On July 28, he told relatives, the Jalisco New Generation criminal organizati­on gave him a car, cash and some drugs to push. Eight days later he was dead, shot by an unidentifi­ed assailant on the street.

His death is among hundreds that have bloodied this once-peaceful area — homicides are up more than threefold this year compared with last, a surge that has stunned residents, bedeviled officials and alarmed leaders in the booming tourism industry. The sharp rise in killings prompted the U.S. State Department last month to heighten its travel warning for the state of Baja California Sur, home to Los Cabos.

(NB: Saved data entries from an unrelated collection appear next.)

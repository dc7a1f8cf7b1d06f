use std::fmt;

#[derive(Debug, Clone, PartialEq)]
pub enum Error {
    /// A length field or a fixed size field asks for more bytes than
    /// the buffer holds.
    ShortBuffer { wanted: usize, remaining: usize },

    /// Bytes left after a value that must consume its whole payload.
    TrailingBytes(usize),

    /// Top level option stream without End option.
    UnexpectedEnd,

    /// Something different from Pad after the last option.
    InvalidOptions,

    EmptyList(&'static str),
    ZeroLengthUserClass,
    NonUtf8String,
    InvalidLabel(String),
    BadMagicCookie([u8; 4]),

    /// Value that does not fit in its wire field, like a record longer
    /// than its one byte length prefix.
    ValueTooLarge {
        what: &'static str,
        value: u64,
        max: u64,
    },

    /// Option required to build a packet is not present.
    MissingOption(u8),
    NomError(nom::error::ErrorKind),
}

impl fmt::Display for Error {
    fn fmt(&self, f: &mut fmt::Formatter) -> fmt::Result {
        match self {
            Error::ShortBuffer { wanted, remaining } => write!(
                f,
                "short byte stream: wanted {} bytes, {} remaining",
                wanted, remaining
            ),
            Error::TrailingBytes(n) => {
                write!(f, "{} unexpected trailing bytes", n)
            }
            Error::UnexpectedEnd => {
                write!(f, "unexpected end of options, End option not found")
            }
            Error::InvalidOptions => write!(f, "invalid options data"),
            Error::EmptyList(what) => {
                write!(f, "{} must contain at least one element", what)
            }
            Error::ZeroLengthUserClass => {
                write!(f, "DHCP user class must have length greater than 0")
            }
            Error::NonUtf8String => write!(f, "string is not valid UTF-8"),
            Error::InvalidLabel(msg) => write!(f, "invalid label: {}", msg),
            Error::BadMagicCookie(cookie) => write!(
                f,
                "malformed DHCP packet: got magic cookie {:?}",
                cookie
            ),
            Error::ValueTooLarge { what, value, max } => write!(
                f,
                "{} of {} exceeds the maximum of {}",
                what, value, max
            ),
            Error::MissingOption(code) => {
                write!(f, "missing required option {}", code)
            }
            Error::NomError(kind) => {
                write!(f, "parse error: {:?}", kind)
            }
        }
    }
}

impl std::error::Error for Error {}

impl<I> nom::error::ParseError<I> for Error {
    fn from_error_kind(_input: I, kind: nom::error::ErrorKind) -> Self {
        Error::NomError(kind)
    }

    fn append(_input: I, _kind: nom::error::ErrorKind, other: Self) -> Self {
        other
    }
}

impl From<nom::Err<Error>> for Error {
    fn from(e: nom::Err<Error>) -> Self {
        match e {
            nom::Err::Error(e) | nom::Err::Failure(e) => e,
            nom::Err::Incomplete(_) => {
                Error::NomError(nom::error::ErrorKind::Eof)
            }
        }
    }
}

pub type IResult<I, O> = nom::IResult<I, O, Error>;

pub type Result<T> = std::result::Result<T, Error>;
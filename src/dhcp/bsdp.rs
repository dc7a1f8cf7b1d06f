//! Apple Boot Service Discovery Protocol records, carried inside the
//! vendor specific information option (43).

use super::cursor::{Cursor, Writer};
use super::err::Result;
use super::helpers::{len_u8, text};
use super::options::{DhcpOptions, Options};
use std::fmt;

#[allow(non_snake_case)]
pub mod BsdpOptions {
    pub const MESSAGE_TYPE: u8 = 1;
    pub const VERSION: u8 = 2;
    pub const SERVER_IDENTIFIER: u8 = 3;
    pub const SERVER_PRIORITY: u8 = 4;
    pub const REPLY_PORT: u8 = 5;
    pub const BOOT_IMAGE_LIST_PATH: u8 = 6;
    pub const DEFAULT_BOOT_IMAGE_ID: u8 = 7;
    pub const SELECTED_BOOT_IMAGE_ID: u8 = 8;
    pub const BOOT_IMAGE_LIST: u8 = 9;
    pub const NETBOOT_1_0_FIRMWARE: u8 = 10;
    pub const BOOT_IMAGE_ATTRIBUTES_FILTER_LIST: u8 = 11;
    pub const MAX_MESSAGE_LENGTH: u8 = 12;

    pub fn name(code: u8) -> Option<&'static str> {
        match code {
            MESSAGE_TYPE => Some("BSDP Message Type"),
            VERSION => Some("BSDP Version"),
            SERVER_IDENTIFIER => Some("BSDP Server Identifier"),
            SERVER_PRIORITY => Some("BSDP Server Priority"),
            REPLY_PORT => Some("BSDP Reply Port"),
            BOOT_IMAGE_LIST_PATH => Some("BSDP Boot Image List Path"),
            DEFAULT_BOOT_IMAGE_ID => Some("BSDP Default Boot Image ID"),
            SELECTED_BOOT_IMAGE_ID => Some("BSDP Selected Boot Image ID"),
            BOOT_IMAGE_LIST => Some("BSDP Boot Image List"),
            NETBOOT_1_0_FIRMWARE => Some("BSDP NetBoot 1.0 Firmware"),
            BOOT_IMAGE_ATTRIBUTES_FILTER_LIST => {
                Some("BSDP Boot Image Attributes Filter List")
            }
            MAX_MESSAGE_LENGTH => Some("BSDP Max Message Length"),
            _ => None,
        }
    }
}

#[derive(PartialEq, Eq, Debug, Clone, Copy)]
pub enum BootImageType {
    MacOS9,
    MacOSX,
    MacOSXServer,
    HardwareDiagnostics,
    Other(u8),
}

impl BootImageType {
    pub fn name(&self) -> Option<&'static str> {
        match self {
            Self::MacOS9 => Some("macOS 9"),
            Self::MacOSX => Some("macOS"),
            Self::MacOSXServer => Some("macOS Server"),
            Self::HardwareDiagnostics => Some("Hardware Diagnostics"),
            Self::Other(_) => None,
        }
    }
}

impl From<u8> for BootImageType {
    fn from(v: u8) -> Self {
        match v {
            0 => Self::MacOS9,
            1 => Self::MacOSX,
            2 => Self::MacOSXServer,
            3 => Self::HardwareDiagnostics,
            v => Self::Other(v),
        }
    }
}

impl From<BootImageType> for u8 {
    fn from(t: BootImageType) -> Self {
        match t {
            BootImageType::MacOS9 => 0,
            BootImageType::MacOSX => 1,
            BootImageType::MacOSXServer => 2,
            BootImageType::HardwareDiagnostics => 3,
            BootImageType::Other(v) => v,
        }
    }
}

impl fmt::Display for BootImageType {
    fn fmt(&self, f: &mut fmt::Formatter) -> fmt::Result {
        match self.name() {
            Some(name) => write!(f, "{}", name),
            None => write!(f, "unknown type {}", u8::from(*self)),
        }
    }
}

const INSTALL_BIT: u8 = 0x80;

#[derive(PartialEq, Eq, Debug, Clone, Copy)]
pub struct BootImageId {
    pub is_install: bool,
    pub image_type: BootImageType,
    pub index: u16,
}

impl BootImageId {
    pub fn parse(buf: &mut Cursor) -> Self {
        let attributes = buf.read_u8();
        let _reserved = buf.read_u8();
        let index = buf.read_u16();

        return Self {
            is_install: attributes & INSTALL_BIT != 0,
            image_type: BootImageType::from(attributes & !INSTALL_BIT),
            index,
        };
    }

    pub fn from_bytes(data: &[u8]) -> Result<Self> {
        let mut buf = Cursor::new(data);
        let id = Self::parse(&mut buf);
        buf.finish()?;
        return Ok(id);
    }

    pub fn write(&self, w: &mut Writer) {
        let mut attributes = u8::from(self.image_type) & !INSTALL_BIT;
        if self.is_install {
            attributes |= INSTALL_BIT;
        }
        w.write_u8(attributes);
        w.write_u8(0);
        w.write_u16(self.index);
    }

    pub fn to_bytes(&self) -> Vec<u8> {
        let mut w = Writer::new();
        self.write(&mut w);
        return w.into_bytes();
    }
}

impl fmt::Display for BootImageId {
    fn fmt(&self, f: &mut fmt::Formatter) -> fmt::Result {
        let install = if self.is_install {
            "installable"
        } else {
            "uninstallable"
        };
        write!(f, "[{}] {} {} image", self.index, install, self.image_type)
    }
}

#[derive(PartialEq, Eq, Debug, Clone)]
pub struct BootImage {
    pub id: BootImageId,
    /// Name bytes as announced, usually but not always UTF-8.
    pub name: Vec<u8>,
}

impl BootImage {
    /// Reads one record. Errors are left in the cursor.
    pub fn parse(buf: &mut Cursor) -> Self {
        let id = BootImageId::parse(buf);
        let len = buf.read_u8() as usize;
        let name = buf.copy_n(len);

        return Self { id, name };
    }

    pub fn from_bytes(data: &[u8]) -> Result<Self> {
        let mut buf = Cursor::new(data);
        let image = Self::parse(&mut buf);
        buf.finish()?;
        return Ok(image);
    }

    /// Fails if the name is longer than 255 bytes.
    pub fn write(&self, w: &mut Writer) -> Result<()> {
        let len = len_u8("boot image name length", self.name.len())?;
        self.id.write(w);
        w.write_u8(len);
        w.write_bytes(&self.name);
        return Ok(());
    }

    pub fn to_bytes(&self) -> Result<Vec<u8>> {
        let mut w = Writer::new();
        self.write(&mut w)?;
        return Ok(w.into_bytes());
    }
}

impl fmt::Display for BootImage {
    fn fmt(&self, f: &mut fmt::Formatter) -> fmt::Result {
        write!(f, "{} {}", text(&self.name), self.id)
    }
}

/// Payload of the boot image list option. One malformed record fails
/// the whole list.
pub fn parse_boot_image_list(data: &[u8]) -> Result<Vec<BootImage>> {
    let mut buf = Cursor::new(data);
    let mut images = Vec::new();
    while buf.has(1) {
        let image = BootImage::parse(&mut buf);
        if buf.error().is_some() {
            break;
        }
        images.push(image);
    }
    buf.finish()?;

    return Ok(images);
}

pub fn boot_image_list_to_bytes(images: &[BootImage]) -> Result<Vec<u8>> {
    let mut w = Writer::new();
    for image in images {
        image.write(&mut w)?;
    }
    return Ok(w.into_bytes());
}

/// Boot images announced in the BSDP sub-options of the vendor specific
/// information option.
pub fn boot_image_list(options: &Options) -> Option<Result<Vec<BootImage>>> {
    let vendor = options.get(DhcpOptions::VENDOR_SPECIFIC_INFO)?;
    let vendor = match Options::from_bytes_nested(vendor) {
        Ok(vendor) => vendor,
        Err(e) => return Some(Err(e)),
    };

    return vendor
        .get(BsdpOptions::BOOT_IMAGE_LIST)
        .map(parse_boot_image_list);
}

#[cfg(test)]
mod tests {
    use super::*;
    use crate::dhcp::err::Error;

    fn image(
        is_install: bool,
        t: BootImageType,
        index: u16,
        name: &str,
    ) -> BootImage {
        BootImage {
            id: BootImageId {
                is_install,
                image_type: t,
                index,
            },
            name: name.as_bytes().to_vec(),
        }
    }

    #[test]
    fn test_boot_image_id_to_bytes() {
        let mut id = BootImageId {
            is_install: true,
            image_type: BootImageType::MacOSX,
            index: 0x1000,
        };
        assert_eq!(id.to_bytes(), vec![0x81, 0, 0x10, 0]);

        id.is_install = false;
        assert_eq!(id.to_bytes(), vec![0x01, 0, 0x10, 0]);
    }

    #[test]
    fn test_boot_image_id_from_bytes() {
        let id = BootImageId::from_bytes(&[0x81, 0, 0x10, 0x11]).unwrap();
        assert_eq!(
            id,
            BootImageId {
                is_install: true,
                image_type: BootImageType::MacOSX,
                index: 0x1011,
            }
        );
    }

    #[test]
    fn test_boot_image_id_other_type() {
        let id = BootImageId::from_bytes(&[0x05, 0, 0, 1]).unwrap();
        assert_eq!(id.image_type, BootImageType::Other(5));
        assert_eq!(id.to_bytes(), vec![0x05, 0, 0, 1]);
    }

    #[test]
    fn test_boot_image_id_short() {
        assert_eq!(
            BootImageId::from_bytes(&[0x81, 0, 0x10]),
            Err(Error::ShortBuffer {
                wanted: 2,
                remaining: 1
            })
        );
    }

    #[test]
    fn test_boot_image_id_string() {
        let id = BootImageId {
            is_install: false,
            image_type: BootImageType::MacOSX,
            index: 1001,
        };
        assert_eq!(id.to_string(), "[1001] uninstallable macOS image");
    }

    #[test]
    fn test_boot_image_to_bytes() {
        let img = image(true, BootImageType::MacOSX, 0x1000, "bsdp-1");
        assert_eq!(
            img.to_bytes(),
            Ok(vec![0x81, 0, 0x10, 0, 6, b'b', b's', b'd', b'p', b'-', b'1'])
        );
    }

    #[test]
    fn test_boot_image_from_bytes() {
        let data = [
            0x1, 0, 0x10, 0x10, 7, b'b', b's', b'd', b'p', b'-', b'2', b'1',
        ];
        let img = BootImage::from_bytes(&data).unwrap();
        assert_eq!(
            img,
            image(false, BootImageType::MacOSX, 0x1010, "bsdp-21")
        );
        assert_eq!(
            img.to_string(),
            "bsdp-21 [4112] uninstallable macOS image"
        );
    }

    #[test]
    fn test_boot_image_non_utf8_name() {
        let data = [0x1, 0, 0, 1, 3, b'm', 0xe9, 0xff];
        let img = BootImage::from_bytes(&data).unwrap();
        assert_eq!(img.name, vec![b'm', 0xe9, 0xff]);
        assert_eq!(img.to_bytes(), Ok(data.to_vec()));
    }

    #[test]
    fn test_boot_image_long_name() {
        let mut img = image(false, BootImageType::MacOSX, 1, "");
        img.name = vec![b'n'; 255];
        let raw = img.to_bytes().unwrap();
        assert_eq!(BootImage::from_bytes(&raw), Ok(img.clone()));

        img.name.push(b'n');
        assert!(matches!(
            img.to_bytes(),
            Err(Error::ValueTooLarge { value: 256, .. })
        ));
        assert!(boot_image_list_to_bytes(&[img]).is_err());
    }

    #[test]
    fn test_boot_image_only_id() {
        assert!(BootImage::from_bytes(&[0x1, 0, 0x10, 0x10]).is_err());
    }

    #[test]
    fn test_boot_image_short_name() {
        let data = [0x1, 0, 0x10, 0x10, 7, b'b', b's', b'd', b'p', b'-', b'2'];
        assert!(BootImage::from_bytes(&data).is_err());
    }

    #[test]
    fn test_boot_image_list() {
        let data = [
            0x1, 0x0, 0x03, 0xe9, 6, b'b', b's', b'd', b'p', b'-', b'1',
            0x80, 0x0, 0x23, 0x31, 6, b'b', b's', b'd', b'p', b'-', b'2',
        ];
        let images = parse_boot_image_list(&data).unwrap();
        assert_eq!(
            images,
            vec![
                image(false, BootImageType::MacOSX, 1001, "bsdp-1"),
                image(true, BootImageType::MacOS9, 9009, "bsdp-2"),
            ]
        );
        assert_eq!(
            images[1].to_string(),
            "bsdp-2 [9009] installable macOS 9 image"
        );
        assert_eq!(boot_image_list_to_bytes(&images), Ok(data.to_vec()));
    }

    #[test]
    fn test_boot_image_list_malformed() {
        let data = [
            0x1, 0x0, 0x03, 0xe9, 4, b'b', b's', b'd', b'p', b'-', b'1',
            0x80, 0x0, 0x23, 0x31, 6, b'b', b's', b'd', b'p', b'-', b'2',
        ];
        assert!(parse_boot_image_list(&data).is_err());
    }

    #[test]
    fn test_boot_image_list_from_vendor_info() {
        let images = vec![image(false, BootImageType::MacOSXServer, 7, "srv")];
        let mut vendor = Options::new();
        vendor.update_raw(BsdpOptions::MESSAGE_TYPE, vec![1]);
        vendor.update_raw(
            BsdpOptions::BOOT_IMAGE_LIST,
            boot_image_list_to_bytes(&images).unwrap(),
        );

        let mut options = Options::new();
        options.update_raw(
            DhcpOptions::VENDOR_SPECIFIC_INFO,
            vendor.to_bytes(false),
        );

        assert_eq!(boot_image_list(&options), Some(Ok(images)));
        assert_eq!(boot_image_list(&Options::new()), None);
    }
}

The bloodshed here has not targeted tourists and has mostly occurred out of their view, in the poorer quarters of San Jose del Cabo and Cabo San Lucas, the main towns in the municipali­ty of Los Cabos. Much of it stems from a battle among criminal groups for control of traffickin­g routes in the Baja California Peninsula and for dominance of local criminal enterprise­s, particular­ly the drug trade servicing tourists.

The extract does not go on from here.